Background and Aims
Cancer screening tests have the potential to detect cancers and precancerous conditions, but one concern is the potential that screen-detected incidental findings lead to unnecessary, potentially harmful interventions. The aim of this study is to determine, the yield of extrapancreatic incidental findings that required management, including cancers, precancerous lesions, and other findings of diagnostic concern in patients undergoing pancreatic surveillance for their familial or genetic pancreatic cancer risk.
Methods
We reviewed the pancreatic surveillance records of 925 patients enrolled in the Cancer of Pancreas Screening studies at The Johns Hopkins Hospital from 1998 to 2023 who had undergone at least one pancreatic surveillance test.
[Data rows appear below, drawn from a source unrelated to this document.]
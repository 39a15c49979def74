//! The decision loop — one planning cycle per call.
//!
//! `plan`/`aplan` build the scratchpad, assemble the full prompt inputs,
//! invoke the chain, and parse the completion into an [`AgentDecision`].
//! Any failure in the model call or the parse triggers exactly one retry
//! with an `Action: ` nudge; a second failure propagates unmodified.
//!
//! # Ownership
//!
//! An `Agent` holds only immutable configuration after construction
//! (chain, flavor, allow-list). The step history is caller-owned and
//! passed in per call, so concurrent callers must each own a private
//! history; one agent value can serve many queries, one history cannot.

use std::fs;
use std::path::Path;
use std::sync::Arc;

use serde::{Deserialize, Serialize};
use tracing::{debug, warn};

use planact_core::{
    AgentDecision, AgentFinish, AgentStep, Error, PromptInputs, PromptTemplate, Provider, Result,
    ToolRegistry,
};

use crate::chain::{LlmChain, STOP_KEY};
use crate::parser::OutputParser;
use crate::parsers::{ReactOutputParser, StructuredOutputParser};
use crate::scratchpad;

/// The reserved prompt variable the scratchpad is injected under. Callers
/// must never bind it themselves; the loop always computes it.
pub const SCRATCHPAD_KEY: &str = "agent_scratchpad";

/// The fragment appended to a template that lacks the scratchpad variable.
const SCRATCHPAD_FRAGMENT: &str = "\n{agent_scratchpad}";

/// The nudge suffix/prefix used by the single-retry recovery.
const ACTION_NUDGE: &str = "Action: ";

/// The constant answer for `"force"` early stopping.
const FORCED_STOP_OUTPUT: &str = "Agent stopped due to iteration limit or time limit.";

/// The instruction appended to the scratchpad for `"generate"` early
/// stopping.
const FINAL_ANSWER_INSTRUCTION: &str =
    "\n\nI now need to return a final answer based on the previous steps:";

/// An agent flavor: the prompt-formatting prefixes plus the parser that
/// understands the matching grammar. Flavors are configuration values,
/// not agent subtypes.
pub struct AgentFlavor {
    /// Label prepended to each observation in the scratchpad
    /// (e.g., "Observation: ").
    pub observation_prefix: String,
    /// Label the model resumes from after each observation
    /// (e.g., "Thought: ").
    pub llm_prefix: String,
    /// Parser for this flavor's output grammar.
    pub parser: Box<dyn OutputParser>,
}

impl AgentFlavor {
    pub fn new(
        observation_prefix: impl Into<String>,
        llm_prefix: impl Into<String>,
        parser: Box<dyn OutputParser>,
    ) -> Self {
        Self {
            observation_prefix: observation_prefix.into(),
            llm_prefix: llm_prefix.into(),
            parser,
        }
    }

    /// ReAct-style `Thought/Action/Action Input` agents.
    pub fn react() -> Self {
        Self::new("Observation: ", "Thought: ", Box::new(ReactOutputParser))
    }

    /// Structured-call agents emitting `{"action", "action_input"}` JSON.
    pub fn structured() -> Self {
        Self::new("Observation: ", "Thought: ", Box::new(StructuredOutputParser))
    }
}

/// A serializable snapshot of an agent's configuration (the parser is
/// implied by the flavor prefixes and is not persisted).
#[derive(Debug, Clone, Serialize, Deserialize)]
pub struct AgentManifest {
    pub observation_prefix: String,
    pub llm_prefix: String,
    pub model: String,
    pub temperature: f32,
    #[serde(default, skip_serializing_if = "Option::is_none")]
    pub max_tokens: Option<u32>,
    #[serde(default, skip_serializing_if = "Option::is_none")]
    pub allowed_tools: Option<Vec<String>>,
    pub prompt: PromptTemplate,
}

/// The single-action decision loop.
pub struct Agent {
    chain: LlmChain,
    flavor: AgentFlavor,
    allowed_tools: Option<Vec<String>>,
}

impl Agent {
    /// Create an agent, validating the chain's prompt template.
    ///
    /// If the template does not declare `agent_scratchpad`, the variable
    /// is appended to its variable list and a `\n{agent_scratchpad}`
    /// fragment to its body (flat template) or suffix (few-shot). The
    /// patch is idempotent — an already-patched template passes through
    /// untouched.
    pub fn new(mut chain: LlmChain, flavor: AgentFlavor) -> Self {
        if !chain.prompt().has_variable(SCRATCHPAD_KEY) {
            warn!(
                "`{SCRATCHPAD_KEY}` should be a prompt input variable; did not find it, \
                 appending it at the end"
            );
            chain.prompt_mut().ensure_variable(SCRATCHPAD_KEY, SCRATCHPAD_FRAGMENT);
        }
        Self {
            chain,
            flavor,
            allowed_tools: None,
        }
    }

    /// Construct an agent from a provider and a tool registry, snapshotting
    /// the registry's names as the allow-list.
    pub fn from_provider_and_tools(
        provider: Arc<dyn Provider>,
        tools: &ToolRegistry,
        prompt: PromptTemplate,
        model: impl Into<String>,
        flavor: AgentFlavor,
    ) -> Self {
        let chain = LlmChain::new(provider, prompt, model);
        Self::new(chain, flavor).with_allowed_tools(tools.names())
    }

    /// Restrict which tool names the caller may dispatch.
    pub fn with_allowed_tools(mut self, tools: Vec<String>) -> Self {
        self.allowed_tools = Some(tools);
        self
    }

    /// The tool-name allow-list, if any.
    pub fn allowed_tools(&self) -> Option<&[String]> {
        self.allowed_tools.as_deref()
    }

    /// The output keys every finish carries.
    pub fn return_values(&self) -> Vec<&'static str> {
        vec!["output"]
    }

    /// The prompt template (post-validation).
    pub fn prompt(&self) -> &PromptTemplate {
        self.chain.prompt()
    }

    /// The input variables the caller must bind — everything the template
    /// declares except the injected scratchpad.
    pub fn input_keys(&self) -> Vec<&str> {
        self.prompt()
            .input_variables()
            .iter()
            .map(String::as_str)
            .filter(|v| *v != SCRATCHPAD_KEY)
            .collect()
    }

    pub fn observation_prefix(&self) -> &str {
        &self.flavor.observation_prefix
    }

    pub fn llm_prefix(&self) -> &str {
        &self.flavor.llm_prefix
    }

    /// Stop sequences derived from the observation prefix, so the provider
    /// truncates the completion before the model hallucinates an
    /// observation. Both the newline and newline+tab spellings are
    /// included.
    pub fn stop_sequences(&self) -> Vec<String> {
        let trimmed = self.flavor.observation_prefix.trim_end();
        vec![format!("\n{trimmed}"), format!("\n\t{trimmed}")]
    }

    /// Serialize the step history into this flavor's scratchpad text.
    pub fn construct_scratchpad(&self, steps: &[AgentStep]) -> String {
        scratchpad::build(
            steps,
            &self.flavor.observation_prefix,
            &self.flavor.llm_prefix,
        )
    }

    /// Assemble the full prompt inputs for one cycle: caller keywords
    /// first, then the injected scratchpad and stop sequences. Injected
    /// keys win on collision.
    ///
    /// Pure helper — no model call.
    pub fn get_full_inputs(&self, steps: &[AgentStep], kwargs: &PromptInputs) -> PromptInputs {
        let mut full_inputs = kwargs.clone();
        full_inputs.insert(
            SCRATCHPAD_KEY.to_string(),
            serde_json::Value::String(self.construct_scratchpad(steps)),
        );
        full_inputs.insert(
            STOP_KEY.to_string(),
            serde_json::json!(self.stop_sequences()),
        );
        full_inputs
    }

    /// Extend the scratchpad binding with the failed completion text plus
    /// the `Action: ` nudge, for the single retry.
    fn nudge_inputs(&self, full_inputs: &mut PromptInputs, failed_output: &str) {
        let scratchpad = full_inputs
            .get(SCRATCHPAD_KEY)
            .and_then(|v| v.as_str())
            .unwrap_or_default();
        let extended = format!("{scratchpad}{failed_output}\n{ACTION_NUDGE}");
        full_inputs.insert(SCRATCHPAD_KEY.to_string(), serde_json::Value::String(extended));
    }

    /// Given the history so far, decide what to do next.
    ///
    /// One model call plus one parse; on any failure, exactly one retry
    /// with the failed output folded back into the scratchpad. A second
    /// failure propagates unmodified. Blocking — use [`aplan`](Self::aplan)
    /// inside an async runtime.
    pub fn plan(&self, steps: &[AgentStep], kwargs: &PromptInputs) -> Result<AgentDecision> {
        let mut full_inputs = self.get_full_inputs(steps, kwargs);
        debug!(steps = steps.len(), "planning cycle");

        let (failed_output, err): (String, Error) = match self.chain.predict(&full_inputs) {
            Ok(text) => match self.flavor.parser.parse(&text) {
                Ok(decision) => return Ok(decision),
                Err(e) => (text, e.into()),
            },
            Err(e) => (String::new(), e),
        };

        warn!(error = %err, "planning cycle failed, retrying once with an Action nudge");
        self.nudge_inputs(&mut full_inputs, &failed_output);

        let retry_output = self.chain.predict(&full_inputs)?;
        let decision = self
            .flavor
            .parser
            .parse(&format!("{ACTION_NUDGE}{retry_output}"))?;
        Ok(decision)
    }

    /// Asynchronous variant of [`plan`](Self::plan) with identical
    /// semantics. Suspends only while awaiting the provider.
    pub async fn aplan(&self, steps: &[AgentStep], kwargs: &PromptInputs) -> Result<AgentDecision> {
        let mut full_inputs = self.get_full_inputs(steps, kwargs);
        debug!(steps = steps.len(), "planning cycle");

        let (failed_output, err): (String, Error) = match self.chain.apredict(&full_inputs).await {
            Ok(text) => match self.flavor.parser.aparse(&text).await {
                Ok(decision) => return Ok(decision),
                Err(e) => (text, e.into()),
            },
            Err(e) => (String::new(), e),
        };

        warn!(error = %err, "planning cycle failed, retrying once with an Action nudge");
        self.nudge_inputs(&mut full_inputs, &failed_output);

        let retry_output = self.chain.apredict(&full_inputs).await?;
        let decision = self
            .flavor
            .parser
            .aparse(&format!("{ACTION_NUDGE}{retry_output}"))
            .await?;
        Ok(decision)
    }

    /// Produce a finish when the caller's iteration or time budget is
    /// exhausted.
    ///
    /// - `"force"` returns a constant answer with zero model calls.
    /// - `"generate"` makes one final model call (no retry) asking for a
    ///   final answer now; if the completion parses as a finish it is
    ///   returned, otherwise the raw completion is wrapped verbatim so the
    ///   model's effort is never discarded.
    ///
    /// Any other method is a configuration error.
    pub fn return_stopped_response(
        &self,
        early_stopping_method: &str,
        steps: &[AgentStep],
        kwargs: &PromptInputs,
    ) -> Result<AgentFinish> {
        match early_stopping_method {
            "force" => Ok(AgentFinish::with_output(FORCED_STOP_OUTPUT, "")),
            "generate" => {
                let mut thoughts = self.construct_scratchpad(steps);
                thoughts.push_str(FINAL_ANSWER_INSTRUCTION);

                let mut full_inputs = kwargs.clone();
                full_inputs.insert(SCRATCHPAD_KEY.to_string(), serde_json::Value::String(thoughts));
                full_inputs.insert(
                    STOP_KEY.to_string(),
                    serde_json::json!(self.stop_sequences()),
                );

                let full_output = self.chain.predict(&full_inputs)?;
                match self.flavor.parser.parse(&full_output) {
                    Ok(AgentDecision::Finish(finish)) => Ok(finish),
                    // Not a finish (an action or unparseable) — hand the
                    // raw completion back rather than discarding it.
                    _ => Ok(AgentFinish::with_output(full_output.clone(), full_output)),
                }
            }
            other => Err(Error::Config {
                message: format!(
                    "early_stopping_method should be one of `force` or `generate`, got {other}"
                ),
            }),
        }
    }

    /// A serializable snapshot of this agent's configuration.
    pub fn manifest(&self) -> AgentManifest {
        AgentManifest {
            observation_prefix: self.flavor.observation_prefix.clone(),
            llm_prefix: self.flavor.llm_prefix.clone(),
            model: self.chain.model().to_string(),
            temperature: self.chain.temperature(),
            max_tokens: self.chain.max_tokens(),
            allowed_tools: self.allowed_tools.clone(),
            prompt: self.chain.prompt().clone(),
        }
    }

    /// Save the agent's configuration to `path`, dispatching on the file
    /// extension: `.json` for the structured-record form, `.yaml`/`.yml`
    /// for the human-readable mapping form. Parent directories are
    /// created as needed.
    pub fn save(&self, path: impl AsRef<Path>) -> Result<()> {
        let path = path.as_ref();
        if let Some(dir) = path.parent()
            && !dir.as_os_str().is_empty()
        {
            fs::create_dir_all(dir)?;
        }

        let manifest = self.manifest();
        let contents = match path.extension().and_then(|e| e.to_str()) {
            Some("json") => serde_json::to_string_pretty(&manifest)?,
            Some("yaml") | Some("yml") => serde_yaml::to_string(&manifest)?,
            _ => {
                return Err(Error::Config {
                    message: format!("{} must be json or yaml", path.display()),
                });
            }
        };
        fs::write(path, contents)?;
        Ok(())
    }
}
Significant extra-pancreatic incidental findings that required diagnostic evaluation and/or treatment were tabulated, including the resulting diagnostic tests, therapeutic interventions, and complications.
Results
The mean age/standard deviation at enrollment, of patients in the cohort was 58.0/10.4 years; 59.7% female), 220 (23.8%) had undergone baseline surveillance, 705 (76.2%) had undergone surveillance for a median of 4 years. Seventy-five extrapancreatic incidental findings were detected in 68 patients (7.3%), including 10 cancers, 80% of which were stage I and 8 (0.86%) precancerous lesions. Thirteen patients underwent surgical (n = 13), endoscopic (n = 9), or chemotherapy (n = 4). Twenty-five patients (2.7%) were recommended to undergo surveillance, (20 for nondysplastic Barrett’s esophagus). Three patients (0.33%) were considered overtreated in retrospect (2 cholecystectomies, 1 partial nephrectomy, all laparoscopic). One patient had a postoperative complication treated successfully.
Conclusion
Extrapancreatic incidental findings are commonly detected in patients undergoing pancreatic surveillance, but few signify serious pathology. Almost all interventions for incidental findings were for cancerous and precancerous lesions, with few instances of unnecessary interventions.